Self-Reliance, Revisited

The God of the Woods by Liz Moore (Riverhead Books, 2024)

Reviewed by Grace Mackey

Though humans and nature are often at odds, humans need nature. In his 1841 essay, “Self-Reliance,” Ralph Waldo Emerson wrote: "He cannot be happy and strong until he too lives with nature in the present, above time.” As all the Romantics knew, nature exceeds our ability to master it, especially as individuals. In her novel, The God of the Woods, Liz Moore presents a forest that demands reverence and humility, and asks, “Who is the god of the woods?” 

Upstate New York has long been a place of escape for the people of New York City.The need to breathe clean air and experience nature drove many wealthy people out of the city, at least seasonally, during the Gilded Age. The Adirondack Mountains were deemed the “playground for the wealthy.” The Rockefellers, Guggenheims, and Vanderbilts would spend a week in their luxurious log estates in an effort to escape the city and befriend the rugged wilderness, 300 miles away from their normal lives. These families were seeking something other than what they had on hand in the city.

The elite of the Gilded Age  wanted an authentic, upstate experience and supposedly had a concern for preservation. They exclusively used local materials for building to respect the wilderness. Their building materials fit the area, but their lifestyles did not. Frederick Vanderbilt, for example, hired Japanese artisans to construct a Japanese-style cabin, and required his maids to wear kimonos. Adolph Lewisohn wouldn’t vacation in the Adirondacks without a personal stenographer, barber, valet, and, of course, chess partner. Their estates were extensive, often including boathouses, fishing sheds, gazebos, and residences for their caretakers. Still, such luxurious living played a part in preserving what continues to be one of America’s most protected mountain ranges. Even today, visitors and residents can find themselves in remote locations in the Adirondacks, and sometimes, as Liz Moore reveals in God of the Woods, completely lost. 

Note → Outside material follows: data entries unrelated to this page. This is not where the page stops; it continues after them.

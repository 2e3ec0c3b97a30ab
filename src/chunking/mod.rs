//! Message <-> chunk conversion for OPN/MSG/CLO traffic.
//!
//! [`Chunker`] splits an outgoing body into signed (and optionally encrypted) chunks;
//! [`ChunkAssembler`] verifies incoming chunks and rebuilds message bodies. Both read the
//! shared [`ChannelSecurity`] so a token installed by the channel is picked up by the next
//! chunk in either direction.
use std::sync::Arc;

use bytes::{Buf, BufMut};
use tokio::time::Instant;

use crate::crypto::{
    ApplicationCredentials, Certificate, MessageSecurityMode, SecurityPolicy, SymmetricKeys,
};
use crate::error::UaError;
use crate::status::StatusCode;

pub mod assembler;
pub mod chunker;

pub use assembler::{Assembled, AssembledMessage, ChunkAssembler};
pub use chunker::Chunker;

/// `sequence_number | request_id`, present in every secure chunk.
pub const SEQUENCE_HEADER_SIZE: usize = 8;
/// Header plus channel id plus token id, the clear-text prefix of a symmetric chunk.
pub const SYMMETRIC_PREFIX_SIZE: usize = crate::transport::HEADER_SIZE + 8;
/// Sequence numbers above this value wrap around.
pub const SEQUENCE_WRAP_THRESHOLD: u32 = 4_294_966_271;
/// A wrapped sequence number restarts below this value.
pub const SEQUENCE_WRAP_LIMIT: u32 = 1024;

#[derive(Debug, Clone, Copy, PartialEq, Eq)]
pub struct SequenceHeader {
    pub sequence_number: u32,
    pub request_id: u32,
}

impl SequenceHeader {
    pub fn write<B: BufMut>(&self, buf: &mut B) {
        buf.put_u32_le(self.sequence_number);
        buf.put_u32_le(self.request_id);
    }

    pub fn read<B: Buf>(buf: &mut B) -> Result<Self, UaError> {
        if buf.remaining() < SEQUENCE_HEADER_SIZE {
            return Err(UaError::protocol(
                StatusCode::BAD_DECODING_ERROR,
                "sequence header truncated",
            ));
        }
        Ok(Self {
            sequence_number: buf.get_u32_le(),
            request_id: buf.get_u32_le(),
        })
    }
}

/// Outgoing sequence numbers for one channel direction.
#[derive(Debug, Clone)]
pub struct SequenceCounter {
    next: u32,
}

impl Default for SequenceCounter {
    fn default() -> Self {
        Self { next: 1 }
    }
}

impl SequenceCounter {
    pub fn starting_at(next: u32) -> Self {
        Self { next }
    }

    pub fn next(&mut self) -> u32 {
        let current = self.next;
        self.next = if current >= SEQUENCE_WRAP_THRESHOLD {
            1
        } else {
            current + 1
        };
        current
    }
}

/// Incoming sequence check: each chunk must follow the previous one or wrap.
#[derive(Debug, Clone, Default)]
pub struct SequenceTracker {
    last: Option<u32>,
}

impl SequenceTracker {
    pub fn last(&self) -> Option<u32> {
        self.last
    }

    pub fn accept(&mut self, sequence_number: u32) -> Result<(), UaError> {
        if let Some(prev) = self.last {
            let follows = prev != u32::MAX && sequence_number == prev + 1;
            let wraps = prev >= SEQUENCE_WRAP_THRESHOLD && sequence_number < SEQUENCE_WRAP_LIMIT;
            if !follows && !wraps {
                return Err(UaError::security(
                    StatusCode::BAD_SEQUENCE_NUMBER_INVALID,
                    format!("sequence number {} does not follow {}", sequence_number, prev),
                ));
            }
        }
        self.last = Some(sequence_number);
        Ok(())
    }
}

/// Key material of one security token as installed in the chunk pipeline.
#[derive(Debug, Clone)]
pub struct TokenKeys {
    pub token_id: u32,
    /// `None` when the channel runs without message security.
    pub keys: Option<SymmetricKeys>,
    pub expires_at: Instant,
}

/// Everything the chunk layer needs to secure and verify traffic of one channel.
#[derive(Debug, Clone)]
pub struct ChannelSecurity {
    pub policy: SecurityPolicy,
    pub mode: MessageSecurityMode,
    pub channel_id: u32,
    local: Option<Arc<ApplicationCredentials>>,
    remote: Option<Certificate>,
    current: Option<TokenKeys>,
    previous: Option<TokenKeys>,
}

impl ChannelSecurity {
    /// Unsecured channel.
    pub fn none() -> Self {
        Self {
            policy: SecurityPolicy::None,
            mode: MessageSecurityMode::None,
            channel_id: 0,
            local: None,
            remote: None,
            current: None,
            previous: None,
        }
    }

    /// Secured channel; a signing mode requires both credentials and the peer certificate.
    pub fn new(
        policy: SecurityPolicy,
        mode: MessageSecurityMode,
        local: Option<Arc<ApplicationCredentials>>,
        remote: Option<Certificate>,
    ) -> Result<Self, UaError> {
        if mode.signs() {
            if policy == SecurityPolicy::None {
                return Err(UaError::security(
                    StatusCode::BAD_SECURITY_POLICY_REJECTED,
                    format!("{:?} requires a security policy", mode),
                ));
            }
            if local.is_none() || remote.is_none() {
                return Err(UaError::security(
                    StatusCode::BAD_CERTIFICATE_INVALID,
                    "signed channels need local credentials and the peer certificate",
                ));
            }
        }
        Ok(Self {
            policy,
            mode,
            channel_id: 0,
            local,
            remote,
            current: None,
            previous: None,
        })
    }

    pub fn local_credentials(&self) -> Option<&ApplicationCredentials> {
        self.local.as_deref()
    }

    pub fn remote_certificate(&self) -> Option<&Certificate> {
        self.remote.as_ref()
    }

    pub fn current_token(&self) -> Option<&TokenKeys> {
        self.current.as_ref()
    }

    /// Installs a freshly issued token; the one it replaces stays valid for incoming
    /// chunks until it expires.
    pub fn install_token(&mut self, token: TokenKeys) {
        if let Some(old) = self.current.take() {
            self.previous = Some(old);
        }
        self.current = Some(token);
    }

    /// Token used to verify an incoming chunk.
    pub fn receiving_token(&self, token_id: u32) -> Result<&TokenKeys, UaError> {
        if let Some(current) = self.current.as_ref().filter(|t| t.token_id == token_id) {
            return Ok(current);
        }
        match self.previous.as_ref().filter(|t| t.token_id == token_id) {
            Some(previous) if Instant::now() < previous.expires_at => Ok(previous),
            Some(_) => Err(UaError::security(
                StatusCode::BAD_SECURE_CHANNEL_TOKEN_UNKNOWN,
                format!("token {} expired", token_id),
            )),
            None => Err(UaError::security(
                StatusCode::BAD_SECURE_CHANNEL_TOKEN_UNKNOWN,
                format!("unknown token {}", token_id),
            )),
        }
    }

    pub fn reset_tokens(&mut self) {
        self.current = None;
        self.previous = None;
        self.channel_id = 0;
    }
}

Though it is a popular vacation spot, there are people who call the Adirondack Mountains home. In the late 19th century and early 20th century, the area drew members of the lumber, steel, and paper industries alongside the wealthy industrial families, until the 1970s. In the 1970s, the steel mines and the paper mills the Adirondacks’ two main economic drivers at the time, began closing. After World War II, these industries had supported towns in the area but later crumbled under poor management and environmental initiatives. In the aftermath, local families suffered, and a wider chasm formed between them and the wealthy tourists. In God of the Woods, Moore places us in the middle of this social and physical forest, where the wealthy Van Laar family enjoys the area from their preserve, while lacking the familiarity with it that their employees have. Instead of learning the forest, the Van Laars use it to hide their secrets. 


The book follows events at Camp Emerson, a children’s camp located on the Van Laar Preserve. The Van Laars are a banking family from Albany who used their wealth to build a family estate named “Self-Reliance.” Moore provides the reader with a range of character perspectives, from a local volunteer firefighter, to a camp counselor, to an insecure teenage girl, to an emotionally neglected, yet filthy rich wife. Moore also jumps between six time-frames in the novel, each of which gives the reader a different perspective on Camp Emerson and its surrounding area: the 1950s, 1961, Winter 1973, June 1975, and August 1975. 


By the end, you gather that the Van Laars are anything but self-reliant, and anything but present. Their survival is built off the survival skills of those far more familiar with the woods, such as Vic Hewitt, Camp Emerson’s groundskeeper during the 1960s, and his daughter, caretaker, and the 1975 camp director, T.J. Hewitt. The unlikely bond between the Hewitts, a local family with a humble background, and the Van Laars is complicated further by one detail: the Hewitts have closely witnessed the suspicious disappearance of not one, but two of the Van Laar children.


Moore begins the novel with Barbara Van Laar’s sudden 1975 disappearance from Camp Emerson, a camp located in her backyard every summer of her life. Barbara is Peter and Alice Van Laar’s 13-year-old daughter, who signs up to be a camper at Camp Emerson. Even before her disappearance, Barbara is mysterious. Her mother describes her as disruptive, but to her fellow campers, she is “too interesting to ignore” (36). 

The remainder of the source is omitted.